The new barn is around 40 metres wide and 8 metres high, which is equivalent to a row of eight terraced houses, and has been built just off the M6 close to Knutsford Services.
More than 41,000 tonnes of salt is currently being stored at 19 depots across the North West, and supplies will be topped up throughout the winter.
A total of 73 gritters and dozens of gritter drivers are also on standby in the region to start spreading salt when temperatures are forecast to dip below freezing.

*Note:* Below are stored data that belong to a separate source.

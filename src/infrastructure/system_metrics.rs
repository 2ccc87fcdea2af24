//! System Resource Metrics
//!
//! Host CPU, memory, disk and load figures read through `sysinfo`. Any
//! figure the platform cannot provide reads as zero.

use parking_lot::Mutex;
use serde::Serialize;
use sysinfo::{Disks, System};

/// Point-in-time host resource usage.
#[derive(Debug, Clone, Copy, Default, PartialEq, Serialize)]
pub struct ResourceUsage {
    pub cpu_percent: f64,
    pub memory_percent: f64,
    pub disk_percent: f64,
    pub load_average: f64,
}

/// Limits above which the gateway reports itself at least degraded.
#[derive(Debug, Clone, Copy, PartialEq)]
pub struct ResourceThresholds {
    pub memory_percent: f64,
    pub cpu_percent: f64,
    pub disk_percent: f64,
}

impl Default for ResourceThresholds {
    fn default() -> Self {
        Self {
            memory_percent: 85.0,
            cpu_percent: 80.0,
            disk_percent: 90.0,
        }
    }
}

impl ResourceUsage {
    /// Whether any figure is above its threshold.
    pub fn exceeds(&self, thresholds: &ResourceThresholds) -> bool {
        self.cpu_percent > thresholds.cpu_percent
            || self.memory_percent > thresholds.memory_percent
            || self.disk_percent > thresholds.disk_percent
    }
}

fn percent(used: u64, total: u64) -> f64 {
    if total == 0 {
        return 0.0;
    }
    used as f64 / total as f64 * 100.0
}

/// Sampler holding the `sysinfo` state between refreshes.
pub struct SystemSampler {
    system: Mutex<System>,
    last: Mutex<ResourceUsage>,
}

impl SystemSampler {
    pub fn new() -> Self {
        Self {
            system: Mutex::new(System::new()),
            last: Mutex::new(ResourceUsage::default()),
        }
    }

    /// Refresh and return current usage.
    ///
    /// CPU usage is computed between two refreshes, so the first sample
    /// after startup may read low.
    pub fn sample(&self) -> ResourceUsage {
        let (cpu_percent, memory_percent) = {
            let mut system = self.system.lock();
            system.refresh_cpu_usage();
            system.refresh_memory();
            let cpu = system.global_cpu_usage() as f64;
            let memory = percent(system.used_memory(), system.total_memory());
            (if cpu.is_finite() { cpu } else { 0.0 }, memory)
        };

        let disks = Disks::new_with_refreshed_list();
        let (total, available) = disks
            .list()
            .iter()
            .fold((0u64, 0u64), |(t, a), d| (t + d.total_space(), a + d.available_space()));

        let load = System::load_average().one;

        let usage = ResourceUsage {
            cpu_percent,
            memory_percent,
            disk_percent: percent(total.saturating_sub(available), total),
            load_average: if load.is_finite() { load } else { 0.0 },
        };
        *self.last.lock() = usage;
        usage
    }

    /// Most recent sample without refreshing.
    pub fn last(&self) -> ResourceUsage {
        *self.last.lock()
    }
}

impl Default for SystemSampler {
    fn default() -> Self {
        Self::new()
    }
}

#[cfg(test)]
#[cfg_attr(coverage_nightly, coverage(off))]
mod tests {
    use super::*;

    #[test]
    fn test_percent_handles_zero_total() {
        assert_eq!(percent(10, 0), 0.0);
        assert_eq!(percent(50, 200), 25.0);
    }

    #[test]
    fn test_exceeds_thresholds() {
        let thresholds = ResourceThresholds::default();
        assert!(!ResourceUsage::default().exceeds(&thresholds));

        let hot = ResourceUsage {
            cpu_percent: 95.0,
            ..Default::default()
        };
        assert!(hot.exceeds(&thresholds));

        let full = ResourceUsage {
            disk_percent: 91.0,
            ..Default::default()
        };
        assert!(full.exceeds(&thresholds));
    }

    #[test]
    fn test_sample_is_within_bounds() {
        let sampler = SystemSampler::new();
        let usage = sampler.sample();
        assert!(usage.memory_percent >= 0.0 && usage.memory_percent <= 100.0);
        assert!(usage.disk_percent >= 0.0 && usage.disk_percent <= 100.0);
        assert!(usage.load_average >= 0.0);
        assert_eq!(sampler.last(), usage);
    }
}
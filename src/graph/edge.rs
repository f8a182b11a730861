use super::VertexId;

/// ID for edges, which are essentially `usize`.
///
/// Both arcs of an undirected edge share one `EdgeId`.
#[derive(Debug, Clone, Copy, Eq, PartialEq, PartialOrd, Ord, Hash)]
pub struct EdgeId(pub usize);

/// A factory to generate `EdgeId` uniquely.
#[derive(Debug, Clone, PartialEq, Eq)]
pub struct EdgeIdFactory(usize);

/// A directed arc owned by its source vertex.
///
/// `id` is `None` only when the graph does not assign edge ids itself and the
/// caller supplied none. `label` is `None` for unlabeled edges.
#[derive(Debug, Clone, PartialEq, Eq, Hash)]
pub struct Edge<EL> {
    pub id: Option<EdgeId>,
    pub from: VertexId,
    pub to: VertexId,
    pub label: Option<EL>,
}

impl Default for EdgeIdFactory {
    fn default() -> Self {
        Self::new()
    }
}

impl EdgeIdFactory {
    pub fn new() -> Self {
        Self(0)
    }

    pub fn one_more(&mut self) -> EdgeId {
        let cur = self.0;
        self.0 += 1;
        EdgeId(cur)
    }

    /// The id the next call to `one_more` will hand out.
    pub fn peek(&self) -> EdgeId {
        EdgeId(self.0)
    }
}

impl EdgeId {
    pub fn new(x: usize) -> Self {
        Self(x)
    }

    pub fn to_raw(&self) -> usize {
        self.0
    }
}

impl std::fmt::Display for EdgeId {
    fn fmt(&self, f: &mut std::fmt::Formatter<'_>) -> std::fmt::Result {
        write!(f, "{}", self.0)
    }
}

impl<EL> Edge<EL> {
    pub fn new(id: Option<EdgeId>, from: VertexId, to: VertexId, label: Option<EL>) -> Self {
        Self {
            id,
            from,
            to,
            label,
        }
    }

    /// The same edge seen from the other endpoint.
    pub fn mirrored(&self) -> Self
    where
        EL: Clone,
    {
        Self {
            id: self.id,
            from: self.to,
            to: self.from,
            label: self.label.clone(),
        }
    }

    pub fn endpoints(&self) -> (VertexId, VertexId) {
        (self.from, self.to)
    }

    pub fn is_self_loop(&self) -> bool {
        self.from == self.to
    }
}
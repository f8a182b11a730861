//! Hands labeled graphs over to `petgraph`, e.g. for layout or rendering.
use crate::graph::*;
use ahash::RandomState;
use petgraph::{
    graph::{Graph, NodeIndex},
    EdgeType,
};
use std::collections::HashMap;
use std::hash::Hash;

/// A `petgraph` copy of a labeled graph, weighted by labels.
pub struct PetgraphView<VL, EL, Ty>
where
    Ty: EdgeType,
{
    pub graph: Graph<Option<VL>, Option<EL>, Ty>,
    /// Where each vertex went.
    pub nodes: HashMap<VertexId, NodeIndex, RandomState>,
}

impl<VL, EL> LabeledGraph<VL, EL>
where
    VL: Hash + Eq + Clone,
    EL: Hash + Eq + Clone,
{
    /// Copies vertices and edges into a `petgraph::Graph`.
    ///
    /// Pick `petgraph::Undirected` for undirected graphs, where each edge is
    /// copied once, and `petgraph::Directed` otherwise.
    pub fn to_petgraph<Ty>(&self) -> PetgraphView<VL, EL, Ty>
    where
        Ty: EdgeType,
    {
        let mut graph = Graph::with_capacity(self.vertex_count(), self.edge_count());
        let mut nodes = HashMap::with_hasher(RandomState::new());
        for v in self.vertices() {
            let idx = graph.add_node(v.label().cloned());
            nodes.insert(v.id(), idx);
        }
        for e in self.edges() {
            if let (Some(a), Some(b)) = (nodes.get(&e.from), nodes.get(&e.to)) {
                graph.add_edge(*a, *b, e.label.clone());
            }
        }
        PetgraphView { graph, nodes }
    }
}

#[cfg(test)]
mod tests {
    use crate::graph::*;
    use petgraph::{Directed, Undirected};

    #[test]
    fn undirected_copy() {
        let mut g = LabeledGraph::<char, u8>::undirected();
        g.add_vertex(VertexId(4), Some('A'));
        g.add_vertex(VertexId(2), None);
        g.add_vertex(VertexId(9), Some('B'));
        g.add_edge(None, VertexId(4), VertexId(2), Some(1)).unwrap();
        g.add_edge(None, VertexId(9), VertexId(4), None).unwrap();
        let view = g.to_petgraph::<Undirected>();
        assert_eq!(view.graph.node_count(), 3);
        assert_eq!(view.graph.edge_count(), 2);
        let a = view.nodes[&VertexId(4)];
        let b = view.nodes[&VertexId(2)];
        let c = view.nodes[&VertexId(9)];
        assert_eq!(view.graph[a], Some('A'));
        assert_eq!(view.graph[b], None);
        let ab = view.graph.find_edge(b, a).unwrap();
        assert_eq!(view.graph[ab], Some(1));
        let ac = view.graph.find_edge(a, c).unwrap();
        assert_eq!(view.graph[ac], None);
    }

    #[test]
    fn directed_copy() {
        let mut g = LabeledGraph::<char, u8>::directed();
        g.add_vertex(VertexId(0), None);
        g.add_vertex(VertexId(1), None);
        g.add_edge(None, VertexId(1), VertexId(0), Some(3)).unwrap();
        let view = g.to_petgraph::<Directed>();
        let a = view.nodes[&VertexId(0)];
        let b = view.nodes[&VertexId(1)];
        assert!(view.graph.find_edge(b, a).is_some());
        assert!(view.graph.find_edge(a, b).is_none());
    }
}
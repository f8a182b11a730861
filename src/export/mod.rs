//! Read-only renderings of [LabeledGraph](crate::graph::LabeledGraph).
//!
//! All of them walk vertices in insertion order and then edges in the order of
//! [LabeledGraph::edges](crate::graph::LabeledGraph::edges), so undirected
//! edges are written once, from the smaller vertex id to the larger one.

pub mod graphviz;
pub mod petgraph_view;
pub mod text;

Highways England’s severe weather manager Andrew Olive said: “The new salt barn at Knutsford will play a vital role in helping to keep the roads moving this winter. We care about people getting to their destinations safely and during any severe weather our teams will be working around the clock to keep traffic moving.
“We’re asking drivers to make sure they and their vehicles are also prepared. Before you set out, check your vehicle, the road conditions and the weather forecast.
“If conditions are poor, and journeys are not essential, consider waiting until the weather gets better – this should improve journeys, and give our gritters a chance to treat the roads.”
Drivers are being asked to slow down in wintry conditions and to make sure they have a winter kit in their vehicles, including an ice scraper and de-icer, warm clothes and blankets, and sunglasses to cope with the low winter sun.
Highways England is also asking road users to take extra care in the temporary narrow lanes through the smart motorway roadworks on the M6 in Cheshire and M60 in Greater Manchester.
And drivers are being urged not to use the hard shoulder to undertake gritters, risking a collision with a stationary vehicle and causing a hazard when gritters try to come off at junctions.
Steve White is a gritter driver and maintenance worker at Balfour Beatty Mott Macdonald – Highways England’s operations and maintenance contractor in Cheshire. The 43-year-old from Preston Brook has been a gritter driver for 19 years.
He said: “The new barn is in a great location as it’s right next to the M6 so it’s really easy to load up the gritters and then get back out on the motorway.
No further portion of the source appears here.